One is the boardwalk Stolby: the wide forest road and the wooden eco-trail that carry the overwhelming majority of the park's roughly one million visitors a year (kras-stolby.ru, visitation statistics) up to the central pillars on a busy weekend. Most of those visitors never touch real rock. They walk up, photograph the towers, and walk down. It is a city park that happens to be in the taiga.
The other is the stolbist Stolby: the rope-free climbing on a handful of named pillars, practiced year-round, including in deep Siberian winter, by a minority who inherited the ethic. The galoshes, the khody, the proverbs, the painted "Freedom" — that Stolby is still alive, but it is not what the day-trip crowd comes for, and it is not something you join by buying a ticket.
Knowing which one you're visiting changes the trip. If you want the boardwalk, go on a weekday morning and you'll have a pleasant, nearly-free half-day (the practicalities are in our trails and pillars guide). If you want to understand the rock as a culture, slow down: read the names, find the "Freedom" inscription, watch how the locals move on the syenite, and accept that the most interesting thing here is not a viewpoint.
What's changed recently
Two corrections that most English-language guides have not made:
- It is a national park, not a "nature reserve." Stolby was a strict zapovednik from 1925 — uniquely in Russia, established in 1925 at the initiative of local residents, the oldest citizen-initiated reserve in the country (rodina-history.ru, centenary coverage). But by government decree of 28 November 2019, effective 4 December 2019, it was reclassified as the National Park "Krasnoyarsk Stolby" (Russian Ministry of Natural Resources, 2019). Guides that still call it "Stolby Nature Reserve" and describe strict-reserve access rules are out of date.
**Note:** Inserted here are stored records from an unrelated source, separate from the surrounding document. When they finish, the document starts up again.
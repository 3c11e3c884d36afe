//! Conversions out of ELL

use log::debug;
use num_traits::Num;

use crate::matrix::{SparseMatrixCSR, SparseMatrixELL};
use crate::utils::exclusive_scan;

impl<T: Copy + Num> SparseMatrixELL<T> {
    /// Converts this ELL matrix to CSR format
    ///
    /// Each row's occupied slots are emitted in slot order. Sizing is driven by
    /// the sentinel, not by `num_entries`.
    pub fn to_csr(&self) -> SparseMatrixCSR<T> {
        let entries_per_row = self.entries_per_row();

        let row_counts: Vec<usize> = (0..self.n_rows)
            .map(|i| (0..entries_per_row).filter(|&k| self.is_occupied(k, i)).count())
            .collect();

        let row_ptr = exclusive_scan(&row_counts);
        let nnz = row_ptr[self.n_rows];

        debug!(
            "ell_to_csr: {} x {}, {} entries per row, {} entries",
            self.n_rows, self.n_cols, entries_per_row, nnz
        );

        let mut col_idx = vec![0; nnz];
        let mut values = vec![T::zero(); nnz];
        let mut pos = 0;

        for i in 0..self.n_rows {
            for k in 0..entries_per_row {
                if self.is_occupied(k, i) {
                    col_idx[pos] = self.col_idx.get(k, i);
                    values[pos] = self.values.get(k, i);
                    pos += 1;
                }
            }
        }

        SparseMatrixCSR {
            n_rows: self.n_rows,
            n_cols: self.n_cols,
            row_ptr,
            col_idx,
            values,
        }
    }
}
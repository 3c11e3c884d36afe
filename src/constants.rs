//! Centralized constants for the sparse format conversion engine
//!
//! All new constants should be added here rather than scattered throughout the code.

// ============================================================================
// LAYOUT CONSTANTS
// ============================================================================

/// Default row-padding boundary for DIA and ELL strides
pub const DEFAULT_ALIGNMENT: usize = 16;

/// Byte alignment of the backing storage of strided DIA/ELL buffers
pub const BUFFER_ALIGN_BYTES: usize = 64;

// ============================================================================
// SENTINELS
// ============================================================================

/// Column index marking an unused ELL slot.
///
/// Never a valid column index, since no matrix can have `usize::MAX + 1` columns.
pub const INVALID_INDEX: usize = usize::MAX;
- Reaching it as a foreigner in 2026 is the hard part — and it has nothing to do with the rock. The park is nearly free and a ₽26 bus ride from the city. Getting into Russia is the obstacle: no foreign bank cards work, no direct flights, voided Western insurance, and standing "do not travel" advisories. That is a whole article in itself — see Can you even go? Stolby's 2026 reality check.
The towers will photograph beautifully either way. But you'd be photographing a culture, not a crag — and that's the only frame that does Stolby justice.